E per quanto si facciano campagne di sensibilizzazione, non sono ancora sufficienti. E non ci bastano, né ci proteggono, quando incrociamo il timore, l’ansia e la paranoia.
Abbiamo paura, perché gli sguardi della gente non sembrano mai innocenti, anche quando lo sono. Perché ci siamo abituate a vedere il pericolo nelle piccole cose, nei bisbigli e nei sospiri. Perché la società ci ha educato alla rassegnata convivenza con situazioni che “purtroppo sono all’ordine del giorno” e delle notizie di cronaca, più che alla reazione. Perché preferiamo cambiare marciapiede quando davanti a noi c’è un gruppo di persone. Perché non è piacevole ascoltare i fischi e i commenti, o sapere di essere osservata.

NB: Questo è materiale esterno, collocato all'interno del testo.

//! Language-model policy verification for edits made while tests are green.
//!
//! With no failing test, the guard cannot tell from the test signal alone
//! whether an edit is a new test (fine) or new production behavior (not
//! fine yet). The verifier asks a model to classify the edit and returns
//! a [`PolicyDecision`].
//!
//! The model is asked for JSON shaped like:
//!
//! ```json
//! {"editKind": "test" | "impl", "decision": "allow" | "block", "reason": "..."}
//! ```
//!
//! Replies may wrap that JSON in a fenced code block. Every failure (backend
//! error, unparsable reply) turns into a block; nothing is retried.

mod client;

use std::sync::{Arc, LazyLock};

use regex_lite::Regex;
use serde_json::Value;

pub use client::{
    BackendError, ChatClient, ChatMessage, ChatRequest, HostClient, Role, SessionChatClient,
    SessionClient,
};

/// Reason used when the model blocks without saying why.
pub const DEFAULT_BLOCK_REASON: &str = "Edit violates TDD: write a failing test first";

/// Reason used when the model's reply cannot be parsed.
pub const INVALID_RESPONSE_REASON: &str = "Invalid verifier response";

const SYSTEM_PROMPT: &str = "\
You review file edits made by a coding agent that must follow test-driven development.
The test suite is currently green: no test is failing.

Classify the edit:
- \"test\" if it adds or changes test code only.
- \"impl\" if it adds or changes production code.

While tests are green, test edits are always acceptable. Production edits are acceptable
only as a refactor that keeps behavior unchanged. New behavior needs a failing test first.

Reply with JSON only, no prose:
{\"editKind\": \"test\" | \"impl\", \"decision\": \"allow\" | \"block\", \"reason\": \"<short explanation>\"}";

static FENCED_BLOCK: LazyLock<Option<Regex>> =
    LazyLock::new(|| Regex::new(r"(?s)```(?i:json)?[ \t]*\r?\n?(.*?)```").ok());

/// The outcome of a policy check.
#[derive(Clone, Debug, PartialEq, Eq)]
pub enum PolicyDecision {
    /// The edit may proceed.
    Allow,
    /// The edit is blocked with a reason.
    Deny(String),
}

impl PolicyDecision {
    /// Returns true if the edit is allowed.
    pub fn is_allowed(&self) -> bool {
        matches!(self, PolicyDecision::Allow)
    }

    /// Returns the denial reason if denied, None if allowed.
    pub fn denial_reason(&self) -> Option<&str> {
        match self {
            PolicyDecision::Allow => None,
            PolicyDecision::Deny(reason) => Some(reason),
        }
    }
}

/// How the model classified an edit.
#[derive(Clone, Copy, Debug, PartialEq, Eq)]
pub enum EditKind {
    /// Test code.
    Test,
    /// Production code.
    Impl,
    /// Missing or unrecognized; handled as [`EditKind::Impl`].
    Unknown,
}

/// What the model decided.
#[derive(Clone, Copy, Debug, PartialEq, Eq)]
pub enum VerdictDecision {
    /// The model allows the edit.
    Allow,
    /// The model blocks the edit.
    Block,
    /// Missing or unrecognized; handled as [`VerdictDecision::Block`].
    Unknown,
}

/// A parsed model reply.
#[derive(Clone, Debug, PartialEq, Eq)]
pub struct Verdict {
    /// Edit classification.
    pub edit_kind: EditKind,
    /// Allow/block decision.
    pub decision: VerdictDecision,
    /// Free-text explanation.
    pub reason: Option<String>,
}

impl Verdict {
    /// Fold the verdict into a policy decision.
    ///
    /// Test edits are allowed regardless of `decision`.
    pub fn into_decision(self) -> PolicyDecision {
        if self.edit_kind == EditKind::Test {
            return PolicyDecision::Allow;
        }
        match self.decision {
            VerdictDecision::Allow => PolicyDecision::Allow,
            VerdictDecision::Block | VerdictDecision::Unknown => PolicyDecision::Deny(
                self.reason
                    .unwrap_or_else(|| DEFAULT_BLOCK_REASON.to_string()),
            ),
        }
    }
}

/// The reply did not contain a JSON object.
#[derive(Debug, Clone, Copy, PartialEq, Eq)]
pub struct InvalidResponse;

/// Pick the JSON candidate out of a reply.
///
/// Uses the first fenced code block when present, otherwise the whole reply.
pub fn extract_json(response: &str) -> &str {
    FENCED_BLOCK
        .as_ref()
        .and_then(|re| re.captures(response))
        .and_then(|caps| caps.get(1))
        .map_or(response, |m| m.as_str())
        .trim()
}

/// Parse a model reply into a [`Verdict`].
pub fn parse_verdict(response: &str) -> Result<Verdict, InvalidResponse> {
    let value: Value = serde_json::from_str(extract_json(response)).map_err(|_| InvalidResponse)?;
    let Value::Object(map) = value else {
        return Err(InvalidResponse);
    };

    let edit_kind = match map
        .get("editKind")
        .or_else(|| map.get("editType"))
        .and_then(Value::as_str)
    {
        Some("test") => EditKind::Test,
        Some("impl") => EditKind::Impl,
        _ => EditKind::Unknown,
    };
    let decision = match map.get("decision").and_then(Value::as_str) {
        Some("allow") => VerdictDecision::Allow,
        Some("block") => VerdictDecision::Block,
        _ => VerdictDecision::Unknown,
    };
    let reason = map
        .get("reason")
        .and_then(Value::as_str)
        .map(str::to_string);

    Ok(Verdict {
        edit_kind,
        decision,
        reason,
    })
}

/// Build the verification request for one edit.
pub fn build_request(
    model: &str,
    file_path: &str,
    edit_content: &str,
    test_output: &str,
) -> ChatRequest {
    let user = format!(
        "File: {file_path}\n\nNew content:\n```\n{edit_content}\n```\n\nLatest test output:\n```\n{test_output}\n```"
    );
    ChatRequest {
        model: model.to_string(),
        messages: vec![ChatMessage::system(SYSTEM_PROMPT), ChatMessage::user(user)],
    }
}

/// Asks a language model whether a green-state edit follows TDD.
#[derive(Clone)]
pub struct PolicyVerifier {
    client: Arc<dyn ChatClient>,
    model: String,
}

impl std::fmt::Debug for PolicyVerifier {
    fn fmt(&self, f: &mut std::fmt::Formatter<'_>) -> std::fmt::Result {
        f.debug_struct("PolicyVerifier")
            .field("model", &self.model)
            .finish_non_exhaustive()
    }
}

impl PolicyVerifier {
    /// Create a verifier for the given client and model.
    pub fn new(client: Arc<dyn ChatClient>, model: impl Into<String>) -> Self {
        Self {
            client,
            model: model.into(),
        }
    }

    /// Verify an edit. Never fails; every problem becomes a denial.
    pub async fn verify(
        &self,
        file_path: &str,
        edit_content: &str,
        test_output: &str,
    ) -> PolicyDecision {
        let request = build_request(&self.model, file_path, edit_content, test_output);

        let response = match self.client.chat(request).await {
            Ok(r) => r,
            Err(e) => {
                tracing::debug!(model = %self.model, error = %e, "verifier backend failed");
                return PolicyDecision::Deny(format!("Verification failed: {e}"));
            }
        };

        match parse_verdict(&response) {
            Ok(verdict) => {
                tracing::debug!(?verdict, "verifier verdict");
                verdict.into_decision()
            }
            Err(InvalidResponse) => {
                tracing::debug!(response = %response, "unparsable verifier response");
                PolicyDecision::Deny(INVALID_RESPONSE_REASON.to_string())
            }
        }
    }
}

#[cfg(test)]
#[allow(clippy::expect_used, clippy::unwrap_used)]
mod tests {
    use super::*;
    use std::sync::Mutex;

    fn canned(reply: &'static str) -> Arc<dyn ChatClient> {
        Arc::new(move |_req: ChatRequest| async move { Ok::<_, BackendError>(reply.to_string()) })
    }

    async fn verify_with(reply: &'static str) -> PolicyDecision {
        PolicyVerifier::new(canned(reply), "m")
            .verify("src/a.ts", "export const a = 1;", "PASS all")
            .await
    }

    #[test]
    fn test_extract_bare_json() {
        assert_eq!(extract_json(r#" {"decision":"allow"} "#), r#"{"decision":"allow"}"#);
    }

    #[test]
    fn test_extract_fenced_json() {
        let reply = "Here you go:\n```json\n{\"decision\":\"allow\"}\n```\nthanks";
        assert_eq!(extract_json(reply), r#"{"decision":"allow"}"#);
        assert_eq!(
            parse_verdict(reply).unwrap(),
            parse_verdict(r#"{"decision":"allow"}"#).unwrap()
        );
    }

    #[test]
    fn test_extract_untagged_fence_uses_first_block() {
        let reply = "```\n{\"decision\":\"block\"}\n```\n```json\n{\"decision\":\"allow\"}\n```";
        assert_eq!(extract_json(reply), r#"{"decision":"block"}"#);
    }

    #[test]
    fn test_parse_accepts_edit_type_alias() {
        let verdict = parse_verdict(r#"{"editType":"test","decision":"block"}"#).unwrap();
        assert_eq!(verdict.edit_kind, EditKind::Test);
    }

    #[test]
    fn test_parse_unknown_fields_fall_back() {
        let verdict = parse_verdict(r#"{"editKind":"docs","decision":"maybe"}"#).unwrap();
        assert_eq!(verdict.edit_kind, EditKind::Unknown);
        assert_eq!(verdict.decision, VerdictDecision::Unknown);
        assert_eq!(
            verdict.into_decision(),
            PolicyDecision::Deny(DEFAULT_BLOCK_REASON.to_string())
        );
    }

    #[test]
    fn test_parse_rejects_garbage() {
        assert_eq!(parse_verdict(""), Err(InvalidResponse));
        assert_eq!(parse_verdict("   \n"), Err(InvalidResponse));
        assert_eq!(parse_verdict("sure, allow it"), Err(InvalidResponse));
        assert_eq!(parse_verdict("[1, 2]"), Err(InvalidResponse));
    }

    #[tokio::test]
    async fn test_test_edit_overrides_block() {
        let decision = verify_with(r#"{"editKind":"test","decision":"block"}"#).await;
        assert_eq!(decision, PolicyDecision::Allow);
    }

    #[tokio::test]
    async fn test_impl_allow() {
        let decision = verify_with(r#"{"editKind":"impl","decision":"allow"}"#).await;
        assert!(decision.is_allowed());
    }

    #[tokio::test]
    async fn test_block_keeps_reason() {
        let decision = verify_with(
            r#"{"editKind":"impl","decision":"block","reason":"Write a failing test first"}"#,
        )
        .await;
        assert_eq!(decision.denial_reason(), Some("Write a failing test first"));
    }

    #[tokio::test]
    async fn test_block_without_reason_uses_default() {
        let decision = verify_with(r#"{"decision":"block"}"#).await;
        assert_eq!(decision.denial_reason(), Some(DEFAULT_BLOCK_REASON));
    }

    #[tokio::test]
    async fn test_missing_decision_blocks() {
        let decision = verify_with(r#"{"editKind":"impl"}"#).await;
        assert!(!decision.is_allowed());
    }

    #[tokio::test]
    async fn test_empty_reply_is_invalid() {
        let decision = verify_with("  ").await;
        assert_eq!(decision.denial_reason(), Some(INVALID_RESPONSE_REASON));
    }

    #[tokio::test]
    async fn test_backend_error_blocks() {
        let client: Arc<dyn ChatClient> = Arc::new(|_req: ChatRequest| async {
            Err::<String, _>(BackendError::new("timed out"))
        });
        let decision = PolicyVerifier::new(client, "m")
            .verify("src/a.ts", "x", "PASS")
            .await;
        assert_eq!(
            decision.denial_reason(),
            Some("Verification failed: timed out")
        );
    }

    #[tokio::test]
    async fn test_request_carries_edit_context() {
        let seen = Arc::new(Mutex::new(None));
        let sink = seen.clone();
        let client: Arc<dyn ChatClient> = Arc::new(move |req: ChatRequest| {
            *sink.lock().unwrap() = Some(req);
            async { Ok::<_, BackendError>(r#"{"decision":"allow"}"#.to_string()) }
        });

        PolicyVerifier::new(client, "judge-model")
            .verify("src/math.ts", "export const add = 1;", "PASS math")
            .await;

        let req = seen.lock().unwrap().take().unwrap();
        assert_eq!(req.model, "judge-model");
        assert_eq!(req.messages.len(), 2);
        assert_eq!(req.messages[0].role, Role::System);
        assert!(req.messages[0].content.contains("editKind"));
        assert_eq!(req.messages[1].role, Role::User);
        assert!(req.messages[1].content.contains("src/math.ts"));
        assert!(req.messages[1].content.contains("export const add = 1;"));
        assert!(req.messages[1].content.contains("PASS math"));
    }
}
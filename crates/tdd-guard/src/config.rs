//! Guard configuration.
//!
//! Configuration lives at `<project-root>/.tdd-guard/config.json`:
//!
//! ```json
//! {
//!   "testOutputFile": ".tdd-guard/test-output.txt",
//!   "enforcePatterns": ["src/**"],
//!   "verifierModel": "small-fast-model",
//!   "maxTestOutputAge": 300
//! }
//! ```
//!
//! The JSON is validated eagerly into [`GuardConfig`]; nothing unvalidated
//! reaches the decision engine. A missing file is not an error, it means the
//! project has not opted in to enforcement.

use std::io;
use std::path::{Path, PathBuf};
use std::time::Duration;

use serde::Deserialize;
use serde_json::Value;
use thiserror::Error;

use crate::GUARD_DIR;
use crate::pattern::PatternSet;
use crate::signal::DEFAULT_MAX_AGE;

/// File name of the configuration inside the guard directory.
pub const CONFIG_FILE: &str = "config.json";

/// Errors loading or validating configuration.
#[derive(Debug, Error)]
pub enum ConfigError {
    /// The configuration file exists but could not be read.
    #[error("Cannot read config {path}: {source}")]
    Read {
        /// Path of the configuration file.
        path: String,
        /// Underlying IO error.
        #[source]
        source: io::Error,
    },
    /// The configuration is not valid JSON.
    #[error("Invalid config JSON: {0}")]
    Parse(#[from] serde_json::Error),
    /// The top-level JSON value is not an object.
    #[error("Invalid config: expected a JSON object")]
    NotAnObject,
    /// A required field is absent or empty.
    #[error("Invalid config: missing required field `{0}`")]
    MissingField(&'static str),
    /// A field has the wrong JSON type.
    #[error("Invalid config: {0}")]
    Schema(#[source] serde_json::Error),
    /// A field has the right type but an unusable value.
    #[error("Invalid config: `{field}` must be {expected}")]
    InvalidField {
        /// The offending field.
        field: &'static str,
        /// Description of the accepted shape.
        expected: &'static str,
    },
    /// An enforcement pattern is not a valid glob.
    #[error("Invalid config: bad enforce pattern `{pattern}`: {message}")]
    InvalidPattern {
        /// The pattern source.
        pattern: String,
        /// Why it failed to compile.
        message: String,
    },
}

/// Validated guard configuration for one project.
#[derive(Clone, Debug)]
pub struct GuardConfig {
    /// Location of the latest test run's output.
    pub test_output_file: PathBuf,
    /// Files in scope for enforcement. `None` means nothing is enforced.
    pub enforce_patterns: Option<PatternSet>,
    /// Model identifier passed to the verifier backend.
    pub verifier_model: String,
    /// Freshness window for the test output.
    pub max_test_output_age: Duration,
}

impl GuardConfig {
    /// Create a configuration with no enforcement patterns and the default age.
    pub fn new(test_output_file: impl Into<PathBuf>, verifier_model: impl Into<String>) -> Self {
        Self {
            test_output_file: test_output_file.into(),
            enforce_patterns: None,
            verifier_model: verifier_model.into(),
            max_test_output_age: DEFAULT_MAX_AGE,
        }
    }

    /// Set the enforcement patterns.
    pub fn with_patterns(mut self, patterns: PatternSet) -> Self {
        self.enforce_patterns = Some(patterns);
        self
    }

    /// Set the freshness window.
    pub fn with_max_age(mut self, max_age: Duration) -> Self {
        self.max_test_output_age = max_age;
        self
    }

    /// Path of the configuration file for a project.
    pub fn path_for(project_root: &Path) -> PathBuf {
        project_root.join(GUARD_DIR).join(CONFIG_FILE)
    }

    /// Load the project's configuration.
    ///
    /// Returns `Ok(None)` if no configuration file exists.
    pub async fn load(project_root: &Path) -> Result<Option<Self>, ConfigError> {
        let path = Self::path_for(project_root);
        let text = match tokio::fs::read_to_string(&path).await {
            Ok(t) => t,
            Err(e) if e.kind() == io::ErrorKind::NotFound => return Ok(None),
            Err(e) => {
                return Err(ConfigError::Read {
                    path: path.display().to_string(),
                    source: e,
                });
            }
        };

        let mut config = Self::from_json_str(&text)?;
        if config.test_output_file.is_relative() {
            config.test_output_file = project_root.join(&config.test_output_file);
        }
        Ok(Some(config))
    }

    /// Parse and validate configuration JSON.
    ///
    /// Relative paths are left as written.
    pub fn from_json_str(text: &str) -> Result<Self, ConfigError> {
        let value: Value = serde_json::from_str(text)?;
        if !value.is_object() {
            return Err(ConfigError::NotAnObject);
        }
        let raw = RawConfig::deserialize(value).map_err(ConfigError::Schema)?;

        let test_output_file = required(raw.test_output_file, "testOutputFile")?;
        let verifier_model = required(raw.verifier_model, "verifierModel")?;

        let enforce_patterns = raw
            .enforce_patterns
            .map(|patterns| compile_patterns(&patterns))
            .transpose()?;

        let max_test_output_age = match raw.max_test_output_age {
            None => DEFAULT_MAX_AGE,
            Some(secs) => Duration::try_from_secs_f64(secs).map_err(|_| {
                ConfigError::InvalidField {
                    field: "maxTestOutputAge",
                    expected: "a non-negative number of seconds",
                }
            })?,
        };

        Ok(Self {
            test_output_file: PathBuf::from(test_output_file),
            enforce_patterns,
            verifier_model,
            max_test_output_age,
        })
    }
}

/// Configuration as written on disk, before validation.
#[derive(Debug, Deserialize)]
#[serde(rename_all = "camelCase")]
struct RawConfig {
    test_output_file: Option<String>,
    verifier_model: Option<String>,
    enforce_patterns: Option<Vec<String>>,
    max_test_output_age: Option<f64>,
}

fn required(value: Option<String>, field: &'static str) -> Result<String, ConfigError> {
    match value {
        Some(s) if !s.trim().is_empty() => Ok(s),
        _ => Err(ConfigError::MissingField(field)),
    }
}

fn compile_patterns(patterns: &[String]) -> Result<PatternSet, ConfigError> {
    PatternSet::compile(patterns).map_err(|e| ConfigError::InvalidPattern {
        pattern: patterns
            .iter()
            .find(|p| glob::Pattern::new(p).is_err())
            .cloned()
            .unwrap_or_default(),
        message: e.msg.to_string(),
    })
}
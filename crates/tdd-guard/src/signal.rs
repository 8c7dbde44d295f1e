//! Test-run signal: the most recent test output and how many failures it reports.
//!
//! The failure count is a sum of independent marker counts. Each marker kind
//! (`FAIL`, `failed`, `failing`, and the cross glyphs runners print next to a
//! failing case) is counted separately, case-insensitively, and the counts are
//! added. A single failing test that is reported with two markers (say
//! `FAIL` plus `✕`) therefore counts twice. This is a known approximation
//! kept for compatibility with existing guard setups; it is not a count of
//! failing tests.

use std::io;
use std::path::Path;
use std::sync::LazyLock;
use std::time::{Duration, SystemTime};

use regex_lite::Regex;
use thiserror::Error;

/// Default freshness window for the test-output artifact.
pub const DEFAULT_MAX_AGE: Duration = Duration::from_secs(300);

static FAILURE_MARKERS: LazyLock<Vec<Regex>> = LazyLock::new(|| {
    [r"(?i)\bFAIL\b", r"(?i)\bfailed\b", r"(?i)\bfailing\b", r"[✗✕×]"]
        .iter()
        .filter_map(|p| Regex::new(p).ok())
        .collect()
});

/// Errors reading the test signal. All of them block the edit.
#[derive(Debug, Error)]
pub enum SignalError {
    /// No test output has been recorded yet.
    #[error("Run tests first")]
    Unavailable,
    /// The recorded test output is older than the freshness window.
    #[error("Re-run tests")]
    Stale {
        /// How old the artifact was when read.
        age: Duration,
        /// The configured freshness window.
        max_age: Duration,
    },
    /// The artifact exists but could not be read.
    #[error("Cannot read test output {path}: {source}")]
    Io {
        /// Path of the artifact.
        path: String,
        /// Underlying IO error.
        #[source]
        source: io::Error,
    },
}

/// The parsed state of the most recent test run.
#[derive(Debug, Clone)]
pub struct TestSignal {
    /// Full text of the test output.
    pub output: String,
    /// Sum of failure-marker occurrences in `output`.
    pub failing_count: usize,
    /// Wall-clock age of the artifact at read time.
    pub age: Duration,
}

/// Count failure markers in test output.
///
/// See the module docs for why this may exceed the number of failing tests.
pub fn count_failures(output: &str) -> usize {
    FAILURE_MARKERS
        .iter()
        .map(|re| re.find_iter(output).count())
        .sum()
}

/// Returns true if an artifact of the given age is past the freshness window.
///
/// An age exactly equal to `max_age` is still fresh.
pub fn is_stale(age: Duration, max_age: Duration) -> bool {
    age > max_age
}

/// Read the test-output artifact and derive a [`TestSignal`].
pub async fn read_signal(path: &Path, max_age: Duration) -> Result<TestSignal, SignalError> {
    read_signal_at(path, max_age, SystemTime::now()).await
}

/// Like [`read_signal`], measuring the artifact's age against `now`.
pub async fn read_signal_at(
    path: &Path,
    max_age: Duration,
    now: SystemTime,
) -> Result<TestSignal, SignalError> {
    let io_err = |source: io::Error| SignalError::Io {
        path: path.display().to_string(),
        source,
    };

    let metadata = match tokio::fs::metadata(path).await {
        Ok(m) => m,
        Err(e) if e.kind() == io::ErrorKind::NotFound => return Err(SignalError::Unavailable),
        Err(e) => return Err(io_err(e)),
    };

    // An mtime in the future reads as age zero.
    let modified = metadata.modified().map_err(io_err)?;
    let age = now.duration_since(modified).unwrap_or(Duration::ZERO);
    if is_stale(age, max_age) {
        tracing::debug!(path = %path.display(), ?age, ?max_age, "test output is stale");
        return Err(SignalError::Stale { age, max_age });
    }

    // Runners and console code pages do not always emit UTF-8.
    let output = match tokio::fs::read(path).await {
        Ok(bytes) => String::from_utf8_lossy(&bytes).into_owned(),
        Err(e) if e.kind() == io::ErrorKind::NotFound => return Err(SignalError::Unavailable),
        Err(e) => return Err(io_err(e)),
    };
    let failing_count = count_failures(&output);

    Ok(TestSignal {
        output,
        failing_count,
        age,
    })
}

#[cfg(test)]
#[allow(clippy::expect_used, clippy::unwrap_used)]
mod tests {
    use super::*;
    use std::fs;
    use tempfile::TempDir;

    #[test]
    fn test_count_passing_output() {
        assert_eq!(count_failures("PASS all"), 0);
        assert_eq!(count_failures(""), 0);
        assert_eq!(count_failures("Tests: 12 passed, 12 total"), 0);
    }

    #[test]
    fn test_count_each_fail_line() {
        assert_eq!(count_failures("FAIL one\nFAIL two"), 2);
        assert_eq!(count_failures("FAIL src/a.test.ts"), 1);
    }

    #[test]
    fn test_count_is_case_insensitive() {
        assert_eq!(count_failures("fail: x"), 1);
        assert_eq!(count_failures("1 FAILED"), 1);
        assert_eq!(count_failures("Failing: 1"), 1);
    }

    #[test]
    fn test_count_sums_marker_kinds() {
        // One failing test, reported with a header and a glyph, counts twice.
        let output = "FAIL src/a.test.ts\n  ✕ adds numbers (3 ms)\n";
        assert_eq!(count_failures(output), 2);

        let vitest = " × sums\nTest Files  1 failed (1)\n";
        assert_eq!(count_failures(vitest), 2);
    }

    #[test]
    fn test_count_ignores_embedded_words() {
        assert_eq!(count_failures("failover handled"), 0);
        assert_eq!(count_failures("no failures"), 0);
    }

    #[test]
    fn test_staleness_boundary() {
        let max = Duration::from_secs(300);
        assert!(!is_stale(Duration::from_secs(300), max));
        assert!(is_stale(Duration::from_secs(300) + Duration::from_nanos(1), max));
        assert!(!is_stale(Duration::ZERO, max));
    }

    #[tokio::test]
    async fn test_missing_artifact_unavailable() {
        let dir = TempDir::new().unwrap();
        let err = read_signal(&dir.path().join("test-output.txt"), DEFAULT_MAX_AGE)
            .await
            .unwrap_err();
        assert!(matches!(err, SignalError::Unavailable));
        assert_eq!(err.to_string(), "Run tests first");
    }

    #[tokio::test]
    async fn test_fresh_artifact_read() {
        let dir = TempDir::new().unwrap();
        let path = dir.path().join("test-output.txt");
        fs::write(&path, "FAIL only one").unwrap();

        let signal = read_signal(&path, DEFAULT_MAX_AGE).await.unwrap();
        assert_eq!(signal.failing_count, 1);
        assert_eq!(signal.output, "FAIL only one");
    }

    #[tokio::test]
    async fn test_non_utf8_output_is_read_lossily() {
        let dir = TempDir::new().unwrap();
        let path = dir.path().join("test-output.txt");
        fs::write(&path, b"PASS all \xff\xfe done\n").unwrap();

        let signal = read_signal(&path, DEFAULT_MAX_AGE).await.unwrap();
        assert_eq!(signal.failing_count, 0);
        assert!(signal.output.starts_with("PASS all "));

        fs::write(&path, b"FAIL \xff src/a.test.ts").unwrap();
        let signal = read_signal(&path, DEFAULT_MAX_AGE).await.unwrap();
        assert_eq!(signal.failing_count, 1);
    }

    #[tokio::test]
    async fn test_age_equal_to_window_is_fresh() {
        let dir = TempDir::new().unwrap();
        let path = dir.path().join("test-output.txt");
        fs::write(&path, "PASS").unwrap();
        let modified = fs::metadata(&path).unwrap().modified().unwrap();

        let now = modified + Duration::from_secs(60);
        let signal = read_signal_at(&path, Duration::from_secs(60), now)
            .await
            .unwrap();
        assert_eq!(signal.age, Duration::from_secs(60));
        assert_eq!(signal.failing_count, 0);
    }

    #[tokio::test]
    async fn test_age_past_window_is_stale() {
        let dir = TempDir::new().unwrap();
        let path = dir.path().join("test-output.txt");
        fs::write(&path, "PASS").unwrap();
        let modified = fs::metadata(&path).unwrap().modified().unwrap();

        let now = modified + Duration::from_secs(60) + Duration::from_millis(1);
        let err = read_signal_at(&path, Duration::from_secs(60), now)
            .await
            .unwrap_err();
        assert!(matches!(err, SignalError::Stale { .. }));
        assert_eq!(err.to_string(), "Re-run tests");
    }

    #[tokio::test]
    async fn test_future_mtime_is_fresh() {
        let dir = TempDir::new().unwrap();
        let path = dir.path().join("test-output.txt");
        fs::write(&path, "PASS").unwrap();
        let modified = fs::metadata(&path).unwrap().modified().unwrap();

        let now = modified - Duration::from_secs(5);
        let signal = read_signal_at(&path, Duration::ZERO, now).await.unwrap();
        assert_eq!(signal.age, Duration::ZERO);
    }
}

Perché non è mai complimento. È attacco, è prepotenza, è imposizione.
Non saremmo obbligate a starvi a sentire, né a camminare con i vostri occhi che misurano i nostri passi. Non saremmo obbligate a tollerare le banalità che vi escono dalla bocca, né i versi, né le risate.
Effettivamente non lo siamo.
Siamo obbligate ad altro.
Siamo obbligate ad abbassare la gonna e a controllare di non avere nulla fuori posto. Siamo obbligate a mettere un cappotto lungo, a coprire le gambe o la scollatura. Siamo obbligate a mettere una maglietta larga, a comprare una taglia in più e ad allacciare un altro bottone. Siamo obbligate a sorridere, a ignorare, a guardare in un’altra direzione e a tirare dritto, qualsiasi sia l’inconveniente sul percorso.
Siamo obbligate a limitarci, non perché ci venga detto, ma perché è meglio così, “con quello che si sente”. E quante se ne sentono. E quante, invece, non ne sentiamo. E rimangono nell’ombra, al buio, a fare eco nella testa di chi avrebbe voluto gridare, ma non è riuscito a farlo.
Siamo obbligate a convivere con il “troppo poco”, “non è nulla”, “sicuramente hai frainteso”, “avresti dovuto capirlo”.
Nessuno ci costringe, non siamo qui a fare vittimismo, ma “conviene” e quindi ci adattiamo, a denti stretti, e ce ne lamentiamo, anche se continuiamo ad adattarci.
Possiamo fare altro?
“Conviene” per evitare di incitare comportamenti che non gradiremmo, per non dare adito a incomprensioni, per non far pensare altro. Sempre altro.
Perché la colpa, più di chi ce l’ha, è di chi la rende sua. E quanto siamo brave, noi.
Perché quando, camminando, sentiamo un colpo di tosse, ci guardiamo dietro e aumentiamo il passo. Perché stringiamo il telefono in mano e le chiavi in tasca. Perché cambiamo strada se da lontano vediamo un’ombra che non ci piace, e ormai, da sole, non ci piace mai nessuno.
Apriamo il portone e lo chiudiamo subito alle nostre spalle, accertandoci che non si riapra. Entriamo. Un messaggio di avviso: casa.
È andata, non è stato nulla di che neanche oggi.